Monday, February 1, 2010
Hello to February! And you know what that means, right? Bye-bye to Shrink-My-Ass-Month!!
Since there's a really good reason why I don't step on a scale, and haven't for years, I will tell you that I don't know if I lost any weight this month. And no, I refuse to examine my ass in a mirror. I remember vividly the trauma of the last Booty Scrutiny.
But I will say that my pants are a little looser. I no longer feel like a keilbasa stuffed into its casing when I slide on the jeans. So I'm good.
As for Hubs? He looks awesome! He looked great anyways, but he's worked hard this month with the exercise (something I wasn't nearly as motivated to do) and let me tell you--my man is smoking!

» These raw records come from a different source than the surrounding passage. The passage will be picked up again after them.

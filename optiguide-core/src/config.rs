use crate::constants::{DEFAULT_GUIDE_LENGTH, DEFAULT_PAM};
use crate::types::GuideError;

/// Application mode controlling which strands are scanned and how
/// candidates are filtered.
///
/// The mode is decided once when configuration is parsed; scanning never
/// re-examines mode tokens.
///
/// # Modes
///
/// - **Discovery**: both strands, no positional filter
/// - **Interference**: reverse strand only (CRISPRi silencing binds the
///   template strand best)
/// - **Activation**: both strands, keep only candidates upstream of the
///   given position cutoff (CRISPRa)
/// - **Screening**: reverse strand only, for guide libraries built against
///   gene calls from contigs
///
/// # Examples
///
/// ```rust
/// use optiguide_core::config::ApplicationMode;
///
/// assert_eq!(ApplicationMode::parse("d").unwrap(), ApplicationMode::Discovery);
/// assert_eq!(
///     ApplicationMode::parse("400a").unwrap(),
///     ApplicationMode::Activation { cutoff: 400 }
/// );
/// assert!(ApplicationMode::parse("x").is_err());
/// ```
#[derive(Debug, Clone, Copy, PartialEq, Eq)]
pub enum ApplicationMode {
    /// Scan both strands and keep every candidate
    Discovery,
    /// Scan the reverse strand only; the forward list stays empty
    Interference,
    /// Scan both strands, keep candidates strictly upstream of `cutoff`
    Activation {
        /// Forward-coordinate position candidates must lie before
        cutoff: usize,
    },
    /// Reverse strand only, identical strand policy to interference
    Screening,
}

impl ApplicationMode {
    /// Parses an aim token: `d`, `i`, `s`, or `<N>a` (digits then `a`,
    /// e.g. `400a` for activation within 400 bp of the start).
    ///
    /// # Errors
    ///
    /// Returns [`GuideError::InvalidCutoff`] when the token ends in `a` but
    /// carries no parseable position, and [`GuideError::UnsupportedMode`]
    /// for every other unknown token.
    pub fn parse(token: &str) -> Result<Self, GuideError> {
        match token {
            "d" => Ok(Self::Discovery),
            "i" => Ok(Self::Interference),
            "s" => Ok(Self::Screening),
            _ => match token.strip_suffix('a') {
                Some(digits) => {
                    let cutoff = digits
                        .parse::<usize>()
                        .map_err(|_| GuideError::InvalidCutoff(token.to_string()))?;
                    Ok(Self::Activation { cutoff })
                }
                None => Err(GuideError::UnsupportedMode(token.to_string())),
            },
        }
    }
}

/// Configuration settings for guide discovery.
///
/// PAM and exclusion literals are matched case-sensitively against
/// uppercased sequences; callers uppercase them at intake (the CLI does).
///
/// # Examples
///
/// ## Default configuration
///
/// ```rust
/// use optiguide_core::config::GuideConfig;
///
/// let config = GuideConfig::default();
/// assert_eq!(config.pam, "GG");
/// assert_eq!(config.guide_length, 20);
/// ```
///
/// ## Interference run avoiding a restriction site
///
/// ```rust
/// use optiguide_core::config::{ApplicationMode, GuideConfig};
///
/// let config = GuideConfig {
///     mode: ApplicationMode::Interference,
///     exclusions: vec!["GGTCTC".to_string()],
///     ..Default::default()
/// };
/// ```
#[derive(Debug, Clone)]
pub struct GuideConfig {
    /// Literal PAM searched on the scanned strand.
    ///
    /// **Default**: `"GG"` (the NGG convention with N covered by the guide window)
    pub pam: String,

    /// Guide window length in nucleotides.
    ///
    /// **Default**: `20`
    pub guide_length: usize,

    /// Strand and filter policy for this run.
    ///
    /// **Default**: [`ApplicationMode::Discovery`]
    pub mode: ApplicationMode,

    /// Literal subsequences that may not occur inside a guide window,
    /// e.g. restriction enzyme recognition sites.
    ///
    /// Entries need not be `guide_length` long; any containment rejects.
    ///
    /// **Default**: empty
    pub exclusions: Vec<String>,

    /// Suppress progress and timing messages on stderr.
    ///
    /// **Default**: `false`
    pub quiet: bool,

    /// Number of threads for per-region parallel catalog building.
    ///
    /// **Default**: `None` (use all available cores)
    pub num_threads: Option<usize>,
}

impl Default for GuideConfig {
    fn default() -> Self {
        Self {
            pam: DEFAULT_PAM.to_string(),
            guide_length: DEFAULT_GUIDE_LENGTH,
            mode: ApplicationMode::Discovery,
            exclusions: Vec::new(),
            quiet: false,
            num_threads: None,
        }
    }
}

And still not satisfied. Sigh.
So, until we leave for vacation in March, he is still on a modified le regime. Modified in that I will no longer be cooking strictly SMAM-type recipes. But I will try to keep things relatively healthy around here.
So February is Half-Assed Month, I guess?
Anyways, on with the show! And I hope you'll stick around, because I've got some yummy things planned for us. Plus, another upcoming Guest Post from TKW's Daddy-O--something you know you don't want to miss, so tune in on Wednesday!
I'm sure a lot of you have fond memories of favorite foods from childhood. You know, those dishes that, when you heard the answer to "Ma, what's for dinner?" made you do a secret little herky in your heart and think "Yes!"
Personally, my favorites varied from year to year, but there were always certain dishes that I'd start yearning for, dreaming about, and then pester Mama relentlessly for.
To her credit, Mama always laughed and said, "I like requests." I feel like that, too. Requests make things easy on the cook because the "What's for Dinner?" conundrum is already solved.
Ambrosia over at Making The Moments Count emailed me a week or two ago, requesting a recipe for fish. You see, Ambrosia fears the fish.
She thinks she hates it, is pretty sure she might gag if she sees it and she is hesitant to cook it. But she's a brave girl, because she told me that she really wants to make fish. She wants to like it. She knows it's good for her and thinks she might be ready to give fish a second chance.
I think this recipe might be the ticket she's looking for, for several reasons.
First off, this recipe uses halibut. Halibut is an awesome fish to serve to fish-phobes, because it doesn't have any yucky bones or skin on it and it's got a clean, mild, very un-fishy flavor. Consider halibut the Gateway Fish.
Second, the fish is coated in crispy crumbs and then quickly pan fried. Put a crispy coating on any kind of protein and you're ahead of the game. Just ask chicken nuggets.
Third, there's yummy little sauce to finish things off and add a little zip. It makes things a little more interesting and is yet close enough to old Tartar sauce that it shouldn't seem scary. Although if you hate cilantro, feel free to use regular Tartar sauce.
And finally? It's one of the most beloved staff favorites from Cooking Light magazine. This recipe received the magazine's highest rating, and that's got to count for something!
Cornflake-Crusted Halibut with Chile-Cilantro Aioli
from Cooking Light Magazine
2 tablespoons minced fresh cilantro
3 tablespoons reduced-fat or fat-free mayonnaise
1 serrano or jalapeno chile, seeded and minced
1 garlic clove, minced
1 cup lowfat or fat-free milk
1 large egg white, lightly beaten
2 cups cornflakes, finely crushed (I used Total)
1/4 cup all purpose flour
1/2 teaspoon salt
1/4 teaspoon black pepper
dash cayenne pepper (optional)
2 tablespoons olive oil
4 (6-ounce) halibut fillets*
4 lemon wedges
To prepare aioli, combine cilantro, mayonnaise, serrano, and minced garlic. Stir well.
To prepare fish, combine milk and egg white in a shallow dish, stirring well with a whisk. Combine cornflakes, flour, salt and pepper in another shallow dish.
Heat 2 tablespoons olive oil in a large nonstick skillet over medium-high heat. Dip fish in milk mixture, and then dredge in cornflake mixture. Add the fish to pan, and cook 4 minutes on one side. Flip fish and cook 4 more minutes, or until fish flakes easily when tested with a fork.
Serve with a lemon wedge and aioli on the side.
* If, like me, you can't find decent halibut on market day, substitute any mild white fish, like cod or snapper.
We enjoyed this fish! The girls even ate it, but dipped in ketchup. They wanted NO part of that freaky looking aioli. But they won't eat tartar sauce, either, so that wasn't a shocker.
Ambrosia, I've got a couple more recipes coming up for you, so if this one doesn't float your boat, no worries. There's hope for fish yet.